All Over the Board - Internet/Web/Online Service Information
Industry Standard, The, Feb, 2001 by Mark Schapiro
Shareholder activists are using the Web to crank up me neat on corporations. Some demand social reforms; others push for maximizing profits.
As a finance professor who runs his own mutual fund, Aaron Brown sees more than his share of business plans. So it didn't take him long to spot a weakness in the strategy of Employee Solutions, a human resources company that serves tech-related businesses and associations. Given the booming economy and its demand for temporary workers, Brown figured that an outfit like Employee Solutions should be flying high. But last April its stock was in the doldrums, and management was preparing to renegotiate an $85 million debt that, in Brown's view, was a bum deal for shareholders.
Unlike most investors, Brown had a plan to fix the company's problems -- and perhaps make a few bucks in the process.
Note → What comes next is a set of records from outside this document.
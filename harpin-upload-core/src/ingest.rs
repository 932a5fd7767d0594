//! High-level pipeline: authenticate → validate → gate → upload → analyse → import.
//!
//! This module drives one CSV file through the harpin AI ingestion workflow.
//! Every step must succeed before the next starts, and the first failure ends
//! the run with an [`UploadError`] the binary maps to an exit code.
//!
//! # Upload lifecycle
//! The server moves the upload record through
//! `created → analysisInProgress → analysisCompleted → importRequested →
//! importInProgress → importCompleted`, with `failed` reachable from any
//! non-terminal state. The client only ever requests `importRequested`; every
//! other transition is observed by polling.
//!
//! # Retries
//! [`create_upload`], [`upload_to_storage`], each status fetch inside
//! [`poll_status`] and [`request_import`] are wrapped in
//! [`with_retry`](crate::retry::with_retry). Only transport errors are
//! retried; HTTP statuses and malformed bodies fail at once.
//!
//! # Navigation
//! - Main entrypoint: [`run_upload`]
//! - Result: [`UploadReport`]

use std::path::Path;
use std::sync::Arc;
use std::time::Duration;

use tokio::time::Instant;
use tracing::{error, info};

use crate::concurrency::check_concurrent_uploads;
use crate::config::Settings;
use crate::contract::{AccessToken, Credentials, IngestApi, UploadRecord, UploadStatus};
use crate::credentials::authenticate;
use crate::error::{ApiError, UploadError};
use crate::progress::ProgressObserver;
use crate::retry::with_retry;
use crate::validate::{validate_file, validate_source, ValidatedFile};

/// An upload record the server created for this run, with its storage target.
#[derive(Debug, Clone, PartialEq, Eq)]
pub struct UploadSlot {
    pub upload_id: String,
    pub presigned_url: String,
}

/// Outcome of a completed run, used for the summary.
#[derive(Debug, Clone, PartialEq, Eq)]
pub struct UploadReport {
    pub source_id: String,
    pub upload_id: String,
    pub file_name: String,
    pub file_size: u64,
    pub total_records: u64,
    pub imported_records: u64,
    pub duration: Duration,
}

fn api_failure(operation: &'static str) -> impl FnOnce(ApiError) -> UploadError {
    move |source| {
        error!(operation, error = %source, "Request failed");
        UploadError::Api { operation, source }
    }
}

pub async fn create_upload<A>(
    api: &A,
    token: &AccessToken,
    source_id: &str,
    file_name: &str,
    settings: &Settings,
) -> Result<UploadSlot, UploadError>
where
    A: IngestApi + ?Sized,
{
    info!(source_id, file_name, "Creating upload");
    let created = with_retry(&settings.retry, "create upload", ApiError::is_transient, move || {
        api.create_upload(token, source_id, file_name)
    })
    .await
    .map_err(api_failure("create upload"))?;

    match (created.id.filter(|s| !s.is_empty()), created.url.filter(|s| !s.is_empty())) {
        (Some(upload_id), Some(presigned_url)) => {
            info!(upload_id = %upload_id, "Upload created");
            Ok(UploadSlot {
                upload_id,
                presigned_url,
            })
        }
        _ => {
            error!("Create upload response missing required fields");
            Err(UploadError::MalformedResponse("create upload"))
        }
    }
}

pub async fn upload_to_storage<A>(
    api: &A,
    slot: &UploadSlot,
    file: &ValidatedFile,
    observer: Arc<dyn ProgressObserver>,
    settings: &Settings,
) -> Result<(), UploadError>
where
    A: IngestApi + ?Sized,
{
    info!(file_name = %file.file_name(), "Uploading file to storage");
    with_retry(&settings.retry, "storage upload", ApiError::is_transient, move || {
        api.upload_to_storage(&slot.presigned_url, &file.path, file.size, observer.clone())
    })
    .await
    .map_err(api_failure("storage upload"))?;
    info!("File uploaded to storage successfully");
    Ok(())
}

/// Polls the upload until it reaches `target` and returns that payload.
///
/// A `failed` status ends the wait with the server's own error message. There
/// is no overall deadline: analysis and import take as long as the data
/// needs, and only an external signal cancels the wait.
pub async fn poll_status<A>(
    api: &A,
    token: &AccessToken,
    source_id: &str,
    upload_id: &str,
    target: UploadStatus,
    phase: &str,
    settings: &Settings,
) -> Result<UploadRecord, UploadError>
where
    A: IngestApi + ?Sized,
{
    info!(phase, "Waiting for {phase}");
    let started = Instant::now();
    let mut last_status: Option<UploadStatus> = None;

    loop {
        let record = with_retry(&settings.retry, "poll status", ApiError::is_transient, move || {
            api.get_upload(token, source_id, upload_id)
        })
        .await
        .map_err(api_failure("poll status"))?;

        if last_status.as_ref() != Some(&record.status) {
            info!(upload_id, status = %record.status, "Status: {}", record.status);
            last_status = Some(record.status.clone());
        }

        if record.status == UploadStatus::Failed {
            let message = record
                .error_message
                .clone()
                .unwrap_or_else(|| "Unknown error".to_string());
            error!(phase, message = %message, "Upload failed");
            return Err(UploadError::PhaseFailed {
                phase: phase.to_string(),
                message,
            });
        }

        if record.status == target {
            let elapsed = started.elapsed();
            info!(
                phase,
                elapsed_secs = elapsed.as_secs_f64(),
                "{phase} completed in {:.1} seconds",
                elapsed.as_secs_f64()
            );
            return Ok(record);
        }

        tokio::time::sleep(settings.poll_interval).await;
    }
}

pub async fn request_import<A>(
    api: &A,
    token: &AccessToken,
    source_id: &str,
    upload_id: &str,
    settings: &Settings,
) -> Result<(), UploadError>
where
    A: IngestApi + ?Sized,
{
    info!(upload_id, "Requesting import");
    with_retry(&settings.retry, "request import", ApiError::is_transient, move || {
        api.request_import(token, source_id, upload_id)
    })
    .await
    .map_err(api_failure("request import"))?;
    info!(upload_id, "Import requested");
    Ok(())
}

/// Runs the whole workflow for one file. Exactly one upload record is
/// created per call; nothing is rolled back on failure.
pub async fn run_upload<A>(
    api: &A,
    settings: &Settings,
    credentials: &Credentials,
    source_id: &str,
    file_path: &Path,
    observer: Arc<dyn ProgressObserver>,
) -> Result<UploadReport, UploadError>
where
    A: IngestApi + ?Sized,
{
    let started = Instant::now();

    let token = authenticate(api, credentials).await?;
    let file = validate_file(file_path, settings).await?;
    validate_source(api, &token, source_id, settings).await?;
    check_concurrent_uploads(api, &token, source_id, settings).await?;

    let file_name = file.file_name();
    let slot = create_upload(api, &token, source_id, &file_name, settings).await?;
    upload_to_storage(api, &slot, &file, observer, settings).await?;

    poll_status(
        api,
        &token,
        source_id,
        &slot.upload_id,
        UploadStatus::AnalysisCompleted,
        "analysis",
        settings,
    )
    .await?;

    request_import(api, &token, source_id, &slot.upload_id, settings).await?;

    let final_record = poll_status(
        api,
        &token,
        source_id,
        &slot.upload_id,
        UploadStatus::ImportCompleted,
        "import",
        settings,
    )
    .await?;

    let report = UploadReport {
        source_id: source_id.to_string(),
        upload_id: slot.upload_id,
        file_name,
        file_size: file.size,
        total_records: final_record.total_records.unwrap_or(0),
        imported_records: final_record.imported_records.unwrap_or(0),
        duration: started.elapsed(),
    };
    info!(?report, "Upload complete");
    Ok(report)
}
He began buying up shares on the quiet. Then, last May, after notifying the company and the Securities and Exchange Commission that his fund owned 4 percent of Employee Solutions' stock, he turned up the heat with his new Web site, eRaider.com.
Brown began flaying Employee Solutions' business strategy on eRaider's message boards, and used the Web to reach out to other shareholders -- eventually recruiting investors representing one-quarter of the company. He then used eRaider to direct a campaign in which these investors deluged company headquarters with faxes pledging support for an alternative plan proffered by Brown.
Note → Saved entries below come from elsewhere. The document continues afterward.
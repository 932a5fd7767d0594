//! Credential resolution and token exchange.
//!
//! Both secrets come from the process environment. They are checked before
//! any network call, and the exchange itself is attempted exactly once: a
//! failure here is configuration feedback, not a transient condition.

use std::env;

use tracing::{error, info};

use crate::contract::{AccessToken, Credentials, IngestApi};
use crate::error::{ApiError, UploadError};

pub const CLIENT_ID_VAR: &str = "HARPIN_CLIENT_ID";
pub const REFRESH_TOKEN_VAR: &str = "HARPIN_REFRESH_TOKEN";

impl Credentials {
    /// Reads both secrets through `lookup`, trimming whitespace. Every
    /// missing or blank variable is named in the error.
    pub fn resolve<F>(lookup: F) -> Result<Self, UploadError>
    where
        F: Fn(&str) -> Option<String>,
    {
        let read = |name: &str| {
            lookup(name)
                .map(|v| v.trim().to_string())
                .filter(|v| !v.is_empty())
        };
        let client_id = read(CLIENT_ID_VAR);
        let refresh_token = read(REFRESH_TOKEN_VAR);

        match (client_id, refresh_token) {
            (Some(client_id), Some(refresh_token)) => Ok(Credentials {
                client_id,
                refresh_token,
            }),
            (client_id, refresh_token) => {
                let mut missing = Vec::new();
                if client_id.is_none() {
                    missing.push(CLIENT_ID_VAR);
                }
                if refresh_token.is_none() {
                    missing.push(REFRESH_TOKEN_VAR);
                }
                error!(?missing, "Missing required environment variables");
                Err(UploadError::MissingCredentials(missing))
            }
        }
    }

    pub fn from_env() -> Result<Self, UploadError> {
        Self::resolve(|name| env::var(name).ok())
    }
}

/// Exchanges the refresh token for a bearer token. Not retried.
pub async fn authenticate<A>(api: &A, credentials: &Credentials) -> Result<AccessToken, UploadError>
where
    A: IngestApi + ?Sized,
{
    info!("Authenticating with harpin AI");
    match api.exchange_token(credentials).await {
        Ok(grant) => match grant.access_token.filter(|t| !t.is_empty()) {
            Some(token) => {
                info!("Authentication successful");
                Ok(AccessToken::new(token))
            }
            None => {
                error!("Authentication response missing access token");
                Err(UploadError::AuthMissingToken)
            }
        },
        Err(ApiError::Status { status, body }) => {
            error!(status, details = %body, "Authentication failed");
            Err(UploadError::AuthRejected {
                status,
                details: body,
            })
        }
        Err(e) => {
            error!(error = %e, "Authentication request failed");
            Err(UploadError::AuthRequest(e))
        }
    }
}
Employee Solutions relented and invited Brown to participate in restructuring. Soon thereafter, it announced the resignation of longtime board member Robert Mueller to make way for representatives of the new investors. "Aaron Brown raised a lot of questions, and I think the company has been handling them well," says Dan Matsui, a spokesman for the firm that handles Employee Solutions' investor relations.
Brown, who teaches at Manhattan's Yeshiva University, and Martin Stoller, an economist at Northwestern, co-founded eRaider last spring as a tool to wrest control of underperforming companies from management and deliver it to shareholders. "Stockholders have the legal power to run the company Problem is, they don't know it' says Brown. "They get information and exercise control in a deeply filtered way. But with instant access to information and analysis, that is changing rapidly."
The Internet, in fact, is coming to haunt corporate executives, who face an online pincer movement from shareholder activists on both ends of the ideological spectrum. On one side are those inspired by corporate raiders like Carl Icahn and T. Boone Pickens (Brown's idol, he admits), who use the Net to pressure execs into tightening up the bottom line. ERaider is perhaps the most colorful in this approach, but a handful of new sites, including InvestorsBullhorn.com (its slogan: "Democracy for Capitalists") and Corpmon.com, also encourage shareholders to get active in companies they own. On the other side are social reformers -- including Shareholder Action Network, SocialFunds.com and Interfaith Center on Corporate Responsibility (ICCR.org) -- that use the Web to rally shareholders and pressure corporate management to heed environmental, labor and human rights issues.
While the agendas of these factions often conflict, the capitalists and social reformers have one thing in common: Each recognizes the Web as a critical tool for making companies accountable. "The Internet is smart and flexible, while big companies are mostly pretty stupid," reads Brown's welcome to eRaider visitors. "While business is trying to take over the Internet, the Internet will take over business."
Perhaps. The Net is certainly haven for stock-owning rabble-rousers. In the newsletter of Institutional Shareholder Services, which provides proxy voting services, company VP Richard Ferlauto reported last February that stock owners who cast proxy votes online are up to three times more likely to vote against management. "People who use the Net to manage their accounts are generally more engaged," explains Ferlauto. "Active investors using the resources of the Net would probably use all the tools available to influence corporate management."
ERaider could serve as a model in that regard. Inspired by co-founder Stoller's inability to get any answers from a failing company in which he owned a stake, the site overflows with revolutionary zeal. While profits are paramount, the cofounders are equally passionate about their ideological mission: to radically alter the relationship between shareholders and executives.
By Brown's estimate, just 15 to 20 percent of stock owners pay any attention at all to the companies they own. To allay this, eRaider employs a rotating cast of several dozen academics and financial analysts who steer discussions on the site's boards and recruit fellow raiders. After a company is targeted, all of its stockholders are contacted and invited to participate in the online discussions. "The Internet makes it possible to combine the expertise of shareholders who together often have far greater expertise than management," says Brown. "And they have only one common self-interest: higher profits."